MakalelerPusula

Topyekun saldırıya topyekun direniş

“… devrimci sınıf, görevini gerçekleştirmek için, toplumsal faaliyetin istisnasız bütün biçimlerine ya da yönlerine vakıf olmayı bilmek zorundadır… devrimci sınıf, bir biçiminin yerini hızla ve aniden bir başka biçimin almasına hazırlıklı olmak zorundadır.” (Lenin, C:10)

Türkiye “sınırları içerisinde” 2013 Newroz’u ile birlikte başlayan süreç, devletin hiçbir sözünü tutmamasına rağmen karşılıklı ateşkes şeklinde sürdü. Fakat bu iki yılda Kürt hareketi, halkın içerisinde örgütlenmesini yaygınlaştırmış, “öz savunma” ile güçlerini şehirde de tahkim etmiştir. Ayrıca “Türkiyelileşme” konseptiyle oluşturulan HDP, önemli bir demokratik cephe olarak, ülkenin her yanından karşılık bulmuştur.

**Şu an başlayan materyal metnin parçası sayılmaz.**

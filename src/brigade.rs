//! The packet brigade: a FIFO of already-decoded, accepted packets awaiting
//! dispatch to a caller via `ask`/`require`.
//!
//! The original engine this is modeled on keeps this queue as a doubly-linked
//! list of heap nodes so any entry can be unlinked in place; a [`VecDeque`]
//! gives the same arrival-order FIFO semantics with none of the unsafe
//! pointer-chasing, so that's what backs it here.

use std::collections::VecDeque;

use crate::packet::Packet;

/// The receive-side packet queue.
#[derive(Debug, Default)]
pub struct Brigade {
    packets: VecDeque<Packet>,
}

impl Brigade {
    pub fn new() -> Self {
        Self::default()
    }

    /// Append a freshly dispatched packet to the back of the queue.
    pub fn push(&mut self, packet: Packet) {
        self.packets.push_back(packet);
    }

    pub fn len(&self) -> usize {
        self.packets.len()
    }

    pub fn is_empty(&self) -> bool {
        self.packets.is_empty()
    }

    /// Scan the queue in arrival order for the first entry whose message
    /// type is `message_type` and, if `match_bytes` is given, whose bytes at
    /// `match_offset` equal it. The match, if any, is removed and returned;
    /// non-matching entries are left untouched.
    pub fn ask(&mut self, message_type: u8, match_at: Option<(usize, &[u8])>) -> Option<Packet> {
        let index = self.packets.iter().position(|packet| {
            if packet.message_type() != message_type {
                return false;
            }

            match match_at {
                Some((offset, bytes)) => packet.bytes_at(offset, bytes.len()) == Some(bytes),
                None => true,
            }
        })?;

        self.packets.remove(index)
    }
}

Kürt hareketinin, ulusal eksendeki bu kazanımları ve devrimci, demokratik güçlerle birlikte hareket edilmesi, Türk devletinin Suruç’u bahane ederek başlattığı saldırının temel nedenidir. Suruç’ta SGDF’lilere yönelik bombalı saldırının nedenleri üzerinde çokça konuşuldu. Öne çıkan görüş; Türk devletinin açık işbirliği ile yapıldığıdır. Yani tıpkı Rojava’ya yönelik saldırılarda olduğu gibi devletin destek verdiği, imkan sağladığıdır.

İkinci görüş ise –ki bu pek “rağbet” görmüyor-; Türk devletinin Charlie Hebdo’dan sonra oluşan uluslararası baskıdan dolayı, DAİŞ’le olan işbirliğini sınırlaması nedeniyle bu katliamın aynı zamanda devlete karşı da yapıldığıdır. DAİŞ’in internet sitelerinde Türk devletini hedef gösterip, tağut (şeytani, azgın, sapkın) ilan etmesi ve İstanbul’u fethetmeyi amaçlaması bu ikinci görüşün dayanaklarıdır. Hemen belirtmek gerekir ki, bizce her iki görüş de imkan dahilindedir ve birinin varlığı, diğerini dışlamaz. Burada temel sorun, DAİŞ’in şeriatı hedefleyen Selefi bir örgüt olarak cihadist özelliğinin komünist devrimciler tarafından yadsınmasının oluşturacağı zafiyettir. DAİŞ’i salt “kukla”, “işbirlikçi” vs. olarak görüp, ayrı bir politik yapı olarak farklı devletlerle, oluşumlarla ilişki geliştirebileceğini, zamanı gelince bu ilişkileri tersine çevirebileceğini anlamamak, gelişmeleri anlamlandıramamayı getirir.

 

Demokratikleşmenin sınırları

Suruç katliamından sonra, devrimci demokratların yaptıkları eylemler ve özellikle “Apocu Fedai Timi”nin iki polisi cezalandırması bahane edilerek Kandil bombalanmaya ve Türkiye genelinde esas olarak Kürt hareketine yönelik gözaltı ve tutuklama operasyonlarına başlandı. Her ne kadar ilk olarak DAİŞ’e ait birkaç yer bombalanıp, gözaltılar olduysa da, bunların şiddeti ve sayısı PKK’ye yönelik olanlarla karşılaştırılamaz bile.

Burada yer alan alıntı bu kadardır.